Kurumlar Güven oranı
Türk Silahlı Kuvvetleri 77,8
Emniyet/güvenlik güçleri 69,3
Cumhurbaşkanlığı 63
Anayasa Mahkemesi 57,5
Türkiye Büyük Millet Meclisi 54,9
Yargı 50,5
Başbakanlık 47,5
Belediyeler 39,1
Hükümet 36,1
Medya/basın 23,1
Avrupa Birliği 25,8
Siyasi partiler 18,6
Muhalefet 20,1
Güven oranı her bir kuruma "çok güveniyorum" ve "güveniyorum" cevabını veren seçmenlerin toplamını göstermektedir. Ortalama kolonundaki veriler ise, 5-çok güveniyorum ve 1-hiç güvenmiyorum olan ölçek üzerinde seçmenlerin ortalama eğilimlerini göstermektedir. Tüm kurumlara duyulan güven ortalaması 3,23 olarak hesaplandığında Belediyeler, hükümet, medya / basın, AB, siyasi partiler ve muhalefete duyulan güvenin, genel ortalamanın altında kaldığı yorumu yapılabilir.
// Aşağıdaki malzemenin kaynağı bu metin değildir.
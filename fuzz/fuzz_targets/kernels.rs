//! Differential fuzzing across every kernel this CPU can run.
//!
//! The bitwise reference is the oracle; the leading `offset` bytes shift
//! the start address so the alignment prefix is exercised.

#![no_main]

use arbitrary::Arbitrary;
use crcfold::kernel_test::{first_mismatch, run_all_kernels};
use libfuzzer_sys::fuzz_target;

#[derive(Arbitrary, Debug)]
struct Input {
  seed: u32,
  offset: u8,
  data: Vec<u8>,
}

fuzz_target!(|input: Input| {
  let offset = usize::from(input.offset % 16).min(input.data.len());
  let data = &input.data[offset..];

  let results = run_all_kernels(input.seed, data);
  if let Some((reference, bad)) = first_mismatch(&results) {
    panic!(
      "{} disagrees with {}: {:#010x} != {:#010x}, len={}",
      bad.name,
      reference.name,
      bad.crc,
      reference.crc,
      data.len()
    );
  }
});
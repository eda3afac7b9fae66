//! Basic usage: raw register, streaming hasher, combine and kernel selection.
//!
//! Run with: `cargo run --example basic -p crcfold`

use crcfold::{Checksum, ChecksumCombine, Crc32, Crc32Kernel, compute_crc32, register_accelerated};

fn main() {
  let data = b"123456789";

  // Raw register: the caller owns init and xorout.
  let raw = compute_crc32(data, !0);
  println!("raw register:    0x{raw:08X}");
  println!("CRC-32 (IEEE):   0x{:08X}", raw ^ !0);
  assert_eq!(raw ^ !0, 0xCBF4_3926);

  // Streaming.
  let mut hasher = Crc32::new();
  for chunk in data.chunks(2) {
    hasher.update(chunk);
  }
  assert_eq!(hasher.finalize(), 0xCBF4_3926);

  // Resume from a stored checksum.
  let (head, tail) = data.split_at(4);
  let mut resumed = Crc32::resume(Crc32::checksum(head));
  resumed.update(tail);
  assert_eq!(resumed.finalize(), 0xCBF4_3926);

  // Combine independently computed halves.
  let combined = Crc32::combine(Crc32::checksum(head), Crc32::checksum(tail), tail.len());
  assert_eq!(combined, 0xCBF4_3926);

  // Explicit strategy object.
  let mut kernel = Crc32Kernel::portable();
  let caps = platform::caps();
  let upgraded = register_accelerated(&mut kernel, caps);
  println!("caps:            {caps:?}");
  println!("kernel:          {} (accelerated: {upgraded})", kernel.name());
  println!("dispatcher:      {}", Crc32::backend_name());
  println!("config:          {:?}", Crc32::config());
  assert_eq!(kernel.compute(!0, data) ^ !0, 0xCBF4_3926);

  // Verification with a typed error.
  match Crc32::verify(data, 0xDEAD_BEEF) {
    Ok(()) => unreachable!(),
    Err(err) => println!("verify:          {err}"),
  }
}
Listede kurumların sıralanmasında ortalama değerler esas alınmıştır.
Öte yandan, Ocak araştırmasının sonuçları son dönemde gündemde yer alan Türk Silahlı Kuvvetlerine duyulan güvenin düştüğü yönündeki bulguları desteklememektedir. Kasım, Aralık ve Ocak verileri, Türk Silahlı Kuvvetleri ve Emniyet / güvenlik güçlerine duyulan güven algılarında istatistiki açıdan anlamlı değişimler olmadığına işaret etmektedir.
Ön plana çıkan bir diğer bulgu da Başbakanlık'a duyulan güvenin ortalamanın üzerinde iken, hükümete duyulan güvenin ortalamanın altında kaldığıdır. Bulgunun, Başbakan R. Tayyip Erdoğan'ın liderlik vasıflarından kaynaklandığı düşünülmelidir.
Yukarıdaki tabloda seçmenlerin, en güvendikleri günlük gazetenin hangisi olduğuna ilişkin görüşleri 2007'de oy verdikleri siyasi parti kırılımında incelenmektedir. Görüşülen kişilere günlük gazetelerin isimleri okunmamış, soruya herhangi bir yönlendirme yapılmaksızın cevap vermeleri beklenmiştir.
BİLGİ NOTU: Çalışmada Türkiye'nin kent ve kır genelinde ikamet eden seçmen nüfusunu temsil eden bir örneklem kullanılmıştır. Örneklem, tespit edilen 22 il ve ilçelerine nüfus büyüklükleri ile cinsiyet, yaş ve eğitim istatistikleri dikkate alınarak göreli dağıtılmıştır. Bu kapsamda 611'i kadın, toplam 1.207 seçmenle görüşülmüştür. Nüfus istatistiklerinde TÜİK'in Ocak ortasında açıkladığı son veriler esas alınmıştır.